I have over 23 years of technology industry experience and over 28 years business development experience. Although, like many cyber professionals in my demographic, I did not have a career in cybersecurity on my radar at an early age as cyber simply didn’t exist in the way it does today. After high school I knew I wanted to be in “business”, but I did not find post secondary education stimulating at that time. After 3 months of college, I found my way into full-time work doing “business things”, which included answering phones, filing (Wow, am I dating myself?!), data entry, invoicing, and office organization. My early career took me from the international transportation and logistics industry into the IT sector, working for Canada’s two telco giants, Bell and TELUS. Both companies provided a phenomenal training ground into technical business roles that lead me to cybersecurity at TELUS. I found that I had a passion for customer service which morphed into corporate and enterprise sales roles as I honed my business acumen over the years. I was learning to deliver business value to customers through technology and professional services, that linked back to my clients' strategic objectives and goals. My passion for technology was growing and I was inspired by how fast paced the field is.

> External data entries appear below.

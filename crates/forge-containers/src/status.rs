// Copyright (c) 2025 Geoffrey Huntley <ghuntley@ghuntley.com>. All rights reserved.
// SPDX-License-Identifier: Proprietary

//! Mapping Deployment and pod status onto project state.

use std::collections::HashMap;

use forge_k8s::{Deployment, Pod};

use crate::config::DriverOptions;
use crate::error::DriverError;
use crate::manifest::{project_url, CONTAINER_NAME, PROJECT_LABEL, TAGS_ANNOTATION};
use crate::types::{ProjectDetails, ProjectName, ProjectState, ReplicaCounts};

/// Container waiting reasons that will not resolve without intervention.
const FATAL_WAITING_REASONS: &[&str] = &[
	"ErrImagePull",
	"ImagePullBackOff",
	"CrashLoopBackOff",
	"InvalidImageName",
	"CreateContainerConfigError",
];

pub(crate) fn desired_replicas(deployment: &Deployment) -> i32 {
	deployment
		.spec
		.as_ref()
		.and_then(|s| s.replicas)
		.unwrap_or(1)
}

fn ready_replicas(deployment: &Deployment) -> i32 {
	deployment
		.status
		.as_ref()
		.and_then(|s| s.ready_replicas)
		.unwrap_or(0)
}

/// Why the project cannot come up, if one of its pods says so.
fn failure_reason(deployment: &Deployment, pods: &[Pod]) -> Option<String> {
	for pod in pods {
		if pod.metadata.deletion_timestamp.is_some() {
			continue;
		}
		let Some(status) = pod.status.as_ref() else {
			continue;
		};
		// Evicted pods linger until pod GC.
		if status.reason.as_deref() == Some("Evicted") {
			continue;
		}

		if status.phase.as_deref() == Some("Failed") {
			return Some(
				status
					.message
					.clone()
					.or_else(|| status.reason.clone())
					.unwrap_or_else(|| "Pod failed".to_string()),
			);
		}

		let waiting = status
			.container_statuses
			.iter()
			.flatten()
			.filter_map(|cs| cs.state.as_ref().and_then(|s| s.waiting.as_ref()));
		for w in waiting {
			let Some(reason) = w.reason.as_deref() else {
				continue;
			};
			if FATAL_WAITING_REASONS.contains(&reason) {
				return Some(match &w.message {
					Some(message) => format!("{reason}: {message}"),
					None => reason.to_string(),
				});
			}
		}
	}

	deployment
		.status
		.as_ref()
		.and_then(|s| s.conditions.as_ref())
		.and_then(|conditions| {
			conditions.iter().find(|c| {
				c.type_ == "Progressing" && c.reason.as_deref() == Some("ProgressDeadlineExceeded")
			})
		})
		.map(|c| {
			c.message
				.clone()
				.unwrap_or_else(|| "ProgressDeadlineExceeded".to_string())
		})
}

/// Map a Deployment and its pods to a project state plus failure reason.
pub(crate) fn map_state(deployment: &Deployment, pods: &[Pod]) -> (ProjectState, Option<String>) {
	if deployment.metadata.deletion_timestamp.is_some() {
		return (ProjectState::Terminating, None);
	}

	let desired = desired_replicas(deployment);
	if desired == 0 {
		return (ProjectState::Stopped, None);
	}

	if ready_replicas(deployment) >= desired {
		return (ProjectState::Running, None);
	}

	match failure_reason(deployment, pods) {
		Some(reason) => (ProjectState::Failed, Some(reason)),
		None => (ProjectState::Starting, None),
	}
}

fn project_image(deployment: &Deployment) -> String {
	deployment
		.spec
		.as_ref()
		.and_then(|s| s.template.spec.as_ref())
		.and_then(|s| {
			s.containers
				.iter()
				.find(|c| c.name == CONTAINER_NAME)
				.or_else(|| s.containers.first())
		})
		.and_then(|c| c.image.clone())
		.unwrap_or_default()
}

/// Name of the project a Deployment backs.
pub(crate) fn deployment_project_name(deployment: &Deployment) -> Result<ProjectName, DriverError> {
	let name = deployment
		.metadata
		.labels
		.as_ref()
		.and_then(|l| l.get(PROJECT_LABEL).cloned())
		.or_else(|| deployment.metadata.name.clone())
		.unwrap_or_default();
	ProjectName::new(name)
}

/// Build project details from a Deployment and the pods it owns.
pub(crate) fn deployment_to_details(
	deployment: &Deployment,
	pods: &[Pod],
	options: &DriverOptions,
) -> Result<ProjectDetails, DriverError> {
	let name = deployment_project_name(deployment)?;

	let tags: HashMap<String, String> = deployment
		.metadata
		.annotations
		.as_ref()
		.and_then(|a| a.get(TAGS_ANNOTATION))
		.and_then(|s| serde_json::from_str(s).ok())
		.unwrap_or_default();

	let (state, reason) = map_state(deployment, pods);
	let url = Some(project_url(&name, options));

	Ok(ProjectDetails {
		state,
		image: project_image(deployment),
		url,
		replicas: ReplicaCounts {
			desired: desired_replicas(deployment),
			ready: ready_replicas(deployment),
		},
		tags,
		created_at: deployment.metadata.creation_timestamp.as_ref().map(|ts| ts.0),
		reason,
		name,
	})
}
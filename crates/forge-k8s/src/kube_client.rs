// Copyright (c) 2025 Geoffrey Huntley <ghuntley@ghuntley.com>. All rights reserved.
// SPDX-License-Identifier: Proprietary

use async_trait::async_trait;
use kube::{
	api::{Api, DeleteParams, ListParams, Patch, PatchParams, PostParams},
	config::{KubeConfigOptions, Kubeconfig},
	Client, Config,
};
use serde_json::json;
use tracing::{debug, instrument};

use crate::client::K8sClient;
use crate::error::K8sError;
use crate::types::{
	ClusterConnection, Deployment, Ingress, Namespace, Pod, Service, RESTARTED_AT_ANNOTATION,
};

/// Production K8s client implementation using the kube crate.
pub struct KubeClient {
	client: Client,
}

impl KubeClient {
	/// Create a new KubeClient that auto-discovers cluster configuration.
	///
	/// This will attempt to load config from:
	/// 1. In-cluster service account (when running in K8s)
	/// 2. KUBECONFIG environment variable
	/// 3. ~/.kube/config
	pub async fn new() -> Result<Self, K8sError> {
		Self::connect(&ClusterConnection::default()).await
	}

	/// Create a KubeClient from an explicit connection description.
	///
	/// An explicit kubeconfig file wins; a context alone selects that context
	/// from the default kubeconfig; otherwise the ambient configuration is
	/// inferred as in [`KubeClient::new`].
	#[instrument(skip_all, fields(kubeconfig = ?connection.kubeconfig, context = ?connection.context))]
	pub async fn connect(connection: &ClusterConnection) -> Result<Self, K8sError> {
		let options = KubeConfigOptions {
			context: connection.context.clone(),
			..Default::default()
		};

		let config = match (&connection.kubeconfig, &connection.context) {
			(Some(path), _) => {
				let kubeconfig = Kubeconfig::read_from(path).map_err(|e| K8sError::Config {
					message: format!("{}: {e}", path.display()),
				})?;
				Config::from_custom_kubeconfig(kubeconfig, &options)
					.await
					.map_err(|e| K8sError::Config {
						message: e.to_string(),
					})?
			}
			(None, Some(_)) => Config::from_kubeconfig(&options)
				.await
				.map_err(|e| K8sError::Config {
					message: e.to_string(),
				})?,
			(None, None) => Config::infer().await.map_err(|e| K8sError::Config {
				message: e.to_string(),
			})?,
		};

		debug!(cluster_url = %config.cluster_url, namespace = %config.default_namespace, "Loaded cluster configuration");
		Self::from_config(config)
	}

	/// Build a KubeClient from an already resolved configuration.
	pub fn from_config(config: Config) -> Result<Self, K8sError> {
		let client = Client::try_from(config)?;
		debug!("K8s client initialized");
		Ok(Self { client })
	}

	fn deployments(&self, namespace: &str) -> Api<Deployment> {
		Api::namespaced(self.client.clone(), namespace)
	}
}

#[async_trait]
impl K8sClient for KubeClient {
	async fn get_namespace(&self, name: &str) -> Result<Namespace, K8sError> {
		let namespaces: Api<Namespace> = Api::all(self.client.clone());
		match namespaces.get(name).await {
			Ok(ns) => Ok(ns),
			Err(kube::Error::Api(err)) if err.code == 404 => {
				Err(K8sError::NamespaceNotFound { name: name.into() })
			}
			Err(e) => Err(e.into()),
		}
	}

	async fn create_deployment(
		&self,
		namespace: &str,
		deployment: Deployment,
	) -> Result<Deployment, K8sError> {
		let name = deployment.metadata.name.clone().unwrap_or_default();
		self
			.deployments(namespace)
			.create(&PostParams::default(), &deployment)
			.await
			.map_err(|e| K8sError::from_kube(e, "Deployment", &name))
	}

	async fn get_deployment(&self, name: &str, namespace: &str) -> Result<Deployment, K8sError> {
		self
			.deployments(namespace)
			.get(name)
			.await
			.map_err(|e| K8sError::from_kube(e, "Deployment", name))
	}

	async fn list_deployments(
		&self,
		namespace: &str,
		label_selector: &str,
	) -> Result<Vec<Deployment>, K8sError> {
		let lp = ListParams::default().labels(label_selector);
		let list = self.deployments(namespace).list(&lp).await?;
		Ok(list.items)
	}

	async fn scale_deployment(
		&self,
		name: &str,
		namespace: &str,
		replicas: i32,
	) -> Result<Deployment, K8sError> {
		let patch = json!({ "spec": { "replicas": replicas } });
		debug!(deployment = %name, replicas, "Scaling deployment");
		self
			.deployments(namespace)
			.patch(name, &PatchParams::default(), &Patch::Merge(&patch))
			.await
			.map_err(|e| K8sError::from_kube(e, "Deployment", name))
	}

	async fn restart_deployment(
		&self,
		name: &str,
		namespace: &str,
		restarted_at: &str,
	) -> Result<Deployment, K8sError> {
		let patch = json!({
			"spec": {
				"template": {
					"metadata": {
						"annotations": { RESTARTED_AT_ANNOTATION: restarted_at }
					}
				}
			}
		});
		debug!(deployment = %name, %restarted_at, "Restarting deployment");
		self
			.deployments(namespace)
			.patch(name, &PatchParams::default(), &Patch::Merge(&patch))
			.await
			.map_err(|e| K8sError::from_kube(e, "Deployment", name))
	}

	async fn delete_deployment(
		&self,
		name: &str,
		namespace: &str,
		grace_period_seconds: u32,
	) -> Result<(), K8sError> {
		let dp = DeleteParams {
			grace_period_seconds: Some(grace_period_seconds),
			..DeleteParams::background()
		};
		self
			.deployments(namespace)
			.delete(name, &dp)
			.await
			.map(|_| ())
			.map_err(|e| K8sError::from_kube(e, "Deployment", name))
	}

	async fn create_service(&self, namespace: &str, service: Service) -> Result<Service, K8sError> {
		let name = service.metadata.name.clone().unwrap_or_default();
		let services: Api<Service> = Api::namespaced(self.client.clone(), namespace);
		services
			.create(&PostParams::default(), &service)
			.await
			.map_err(|e| K8sError::from_kube(e, "Service", &name))
	}

	async fn delete_service(&self, name: &str, namespace: &str) -> Result<(), K8sError> {
		let services: Api<Service> = Api::namespaced(self.client.clone(), namespace);
		services
			.delete(name, &DeleteParams::default())
			.await
			.map(|_| ())
			.map_err(|e| K8sError::from_kube(e, "Service", name))
	}

	async fn create_ingress(&self, namespace: &str, ingress: Ingress) -> Result<Ingress, K8sError> {
		let name = ingress.metadata.name.clone().unwrap_or_default();
		let ingresses: Api<Ingress> = Api::namespaced(self.client.clone(), namespace);
		ingresses
			.create(&PostParams::default(), &ingress)
			.await
			.map_err(|e| K8sError::from_kube(e, "Ingress", &name))
	}

	async fn delete_ingress(&self, name: &str, namespace: &str) -> Result<(), K8sError> {
		let ingresses: Api<Ingress> = Api::namespaced(self.client.clone(), namespace);
		ingresses
			.delete(name, &DeleteParams::default())
			.await
			.map(|_| ())
			.map_err(|e| K8sError::from_kube(e, "Ingress", name))
	}

	async fn list_pods(&self, namespace: &str, label_selector: &str) -> Result<Vec<Pod>, K8sError> {
		let pods: Api<Pod> = Api::namespaced(self.client.clone(), namespace);
		let lp = ListParams::default().labels(label_selector);
		let pod_list = pods.list(&lp).await?;
		Ok(pod_list.items)
	}
}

While in an enterprise sales role at TELUS I had the opportunity to engage with the cybersecurity specialty sales team and our customers on several occasions. These engagements piqued my interest in cybersecurity as it was complex, mysterious, exciting, and felt like we were really helping our customers in a time of need and confusion. Around the same time, His Excellency the Honourable Ralph Goodale - Canada’s former Federal Public Safety Minister, was speaking at an event at TELUS Garden in Vancouver. He discussed how the WEF (World Economic Forum) ranked cybersecurity as one of the top 5 global risks, and he touched on the massive global talent shortage that was not improving anytime soon. These attributes were an inspiration for me to embark on my next career focus – cybersecurity! However, I wanted to stay in sales and business development as this allowed me to continue building customer/partner relationships which I love to this day. I finally felt like I knew what I wanted to do when I grew up, as crazy as that sounds. Plus, I would have the opportunity to make a meaningful impact by helping to keep people / businesses safe from cyber risk, and in a field that was screaming for new talent.
Tell us about your journey, challenges, people, programs or companies who helped you.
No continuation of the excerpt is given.